◆ **Required work**
In the following material, identify every line holding the string "Mutex" and return it.

◆ **Records for the task**
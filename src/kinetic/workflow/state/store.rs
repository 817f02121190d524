// SPDX-License-Identifier: MIT

//! Runtime state storage for workflow execution

use serde::{Deserialize, Serialize};
use serde_json::Value;
use std::collections::BTreeMap;
use std::sync::{Arc, Mutex};

use super::schema::{reduce, StateSchema};

/// Key-value state shared by every executor of one run
#[derive(Debug, Clone, Default, PartialEq, Serialize, Deserialize)]
pub struct SharedState {
    fields: BTreeMap<String, Value>,
}

impl SharedState {
    /// Create a new SharedState seeded with the schema defaults
    pub fn new(schema: &StateSchema) -> Self {
        Self {
            fields: schema.initial_values(),
        }
    }

    /// Merge a value into a field using the field's reducer
    ///
    /// A value that does not match the field's declared type is dropped.
    pub fn apply(&mut self, schema: &StateSchema, key: &str, value: Value) {
        if !schema.accepts(key, &value) {
            log::warn!("Dropping write to state field '{}': {} does not match its type", key, value);
            return;
        }
        let reducer = schema.reducer_for(key);
        if let Some(reduced) = reduce(&reducer, self.fields.get(key), value) {
            self.fields.insert(key.to_string(), reduced);
        }
    }

    pub fn get(&self, key: &str) -> Option<&Value> {
        self.fields.get(key)
    }
}

/// View of the shared state handed to one executor invocation
///
/// Reads see the state as of the start of the superstep plus the
/// invocation's own writes. Writes are buffered and only become visible to
/// other executors once the runner commits them after the superstep.
#[derive(Debug, Clone)]
pub struct StateScope {
    snapshot: Arc<SharedState>,
    schema: Arc<StateSchema>,
    writes: Arc<Mutex<Vec<(String, Value)>>>,
}

impl StateScope {
    pub fn new(snapshot: Arc<SharedState>, schema: Arc<StateSchema>) -> Self {
        Self {
            snapshot,
            schema,
            writes: Arc::new(Mutex::new(Vec::new())),
        }
    }

    /// Scope over an empty state, used outside of a run
    pub fn empty() -> Self {
        Self::new(Arc::default(), Arc::default())
    }

    pub fn get(&self, key: &str) -> Option<Value> {
        let writes = self.writes.lock().unwrap_or_else(|e| e.into_inner());
        let mut value = self.snapshot.get(key).cloned();
        let reducer = self.schema.reducer_for(key);
        for (_, incoming) in writes.iter().filter(|(k, _)| k == key) {
            if let Some(reduced) = reduce(&reducer, value.as_ref(), incoming.clone()) {
                value = Some(reduced);
            }
        }
        value
    }

    /// Buffer a write; returns false and drops it when the value does not
    /// match the field's declared type
    pub fn set(&self, key: impl Into<String>, value: Value) -> bool {
        let key = key.into();
        if !self.schema.accepts(&key, &value) {
            log::warn!("Rejected write to state field '{}': {} does not match its type", key, value);
            return false;
        }
        self.writes
            .lock()
            .unwrap_or_else(|e| e.into_inner())
            .push((key, value));
        true
    }

    /// Drain the buffered writes in the order they were made
    pub fn take_writes(&self) -> Vec<(String, Value)> {
        std::mem::take(&mut *self.writes.lock().unwrap_or_else(|e| e.into_inner()))
    }
}

#[cfg(test)]
mod tests {
    use super::*;
    use crate::kinetic::workflow::state::schema::{FieldType, ReducerType, StateFieldDef};
    use serde_json::json;

    fn schema() -> StateSchema {
        StateSchema::default()
            .with_field(
                "count",
                StateFieldDef::new(FieldType::Number, ReducerType::Overwrite).with_default(json!(0)),
            )
            .with_field(
                "items",
                StateFieldDef::new(FieldType::Array, ReducerType::Append),
            )
    }

    #[test]
    fn test_state_with_defaults() {
        let state = SharedState::new(&schema());
        assert_eq!(state.get("count"), Some(&json!(0)));
        assert!(state.get("items").is_none());
    }

    #[test]
    fn test_apply_uses_field_reducer() {
        let schema = schema();
        let mut state = SharedState::new(&schema);

        state.apply(&schema, "items", json!("a"));
        state.apply(&schema, "items", json!("b"));
        state.apply(&schema, "count", json!(3));
        state.apply(&schema, "count", json!(4));

        assert_eq!(state.get("items"), Some(&json!(["a", "b"])));
        assert_eq!(state.get("count"), Some(&json!(4)));
    }

    #[test]
    fn test_apply_drops_mistyped_values() {
        let schema = schema();
        let mut state = SharedState::new(&schema);

        state.apply(&schema, "count", json!("many"));
        state.apply(&schema, "free_form", json!("anything"));

        assert_eq!(state.get("count"), Some(&json!(0)));
        assert_eq!(state.get("free_form"), Some(&json!("anything")));
    }

    #[test]
    fn test_scope_rejects_mistyped_write() {
        let schema = Arc::new(schema());
        let scope = StateScope::new(Arc::new(SharedState::new(&schema)), schema);

        assert!(!scope.set("count", json!("many")));
        assert!(scope.set("count", json!(2)));
        assert!(scope.set("items", json!("single")));

        assert_eq!(scope.get("count"), Some(json!(2)));
        assert_eq!(
            scope.take_writes(),
            vec![
                ("count".to_string(), json!(2)),
                ("items".to_string(), json!("single"))
            ]
        );
    }

    #[test]
    fn test_scope_reads_own_writes_only() {
        let schema = Arc::new(schema());
        let snapshot = Arc::new(SharedState::new(&schema));
        let first = StateScope::new(snapshot.clone(), schema.clone());
        let second = StateScope::new(snapshot, schema);

        first.set("items", json!("x"));
        first.set("items", json!("y"));

        assert_eq!(first.get("items"), Some(json!(["x", "y"])));
        assert_eq!(second.get("items"), None);
        assert_eq!(second.get("count"), Some(json!(0)));
    }

    #[test]
    fn test_take_writes_preserves_order() {
        let scope = StateScope::empty();
        scope.set("k", json!(1));
        scope.set("k", json!(2));

        let writes = scope.take_writes();
        assert_eq!(
            writes,
            vec![("k".to_string(), json!(1)), ("k".to_string(), json!(2))]
        );
        assert!(scope.take_writes().is_empty());
    }
}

◆ **Completed task**
use std::sync::{Arc, Mutex};
    writes: Arc<Mutex<Vec<(String, Value)>>>,
            writes: Arc::new(Mutex::new(Vec::new())),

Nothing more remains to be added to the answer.